**Task goal**: Set down the data below once more, precisely as it reads.

**Provided data**:
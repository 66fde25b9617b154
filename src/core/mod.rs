//! Sandbox pool and execution pipeline.
//!
//! The pool owns every sandbox and hands them out as leases; the pipeline
//! borrows one per request and never keeps it afterwards.

pub mod pipeline;
pub mod pool;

**Your solution**:
repository 66fde25b9617b154
filename src/core/mod.rs
//! Sandbox pool and execution pipeline.
//!
//! The pool owns every sandbox and hands them out as leases; the pipeline
//! borrows one per request and never keeps it afterwards.

pub mod pipeline;
pub mod pool;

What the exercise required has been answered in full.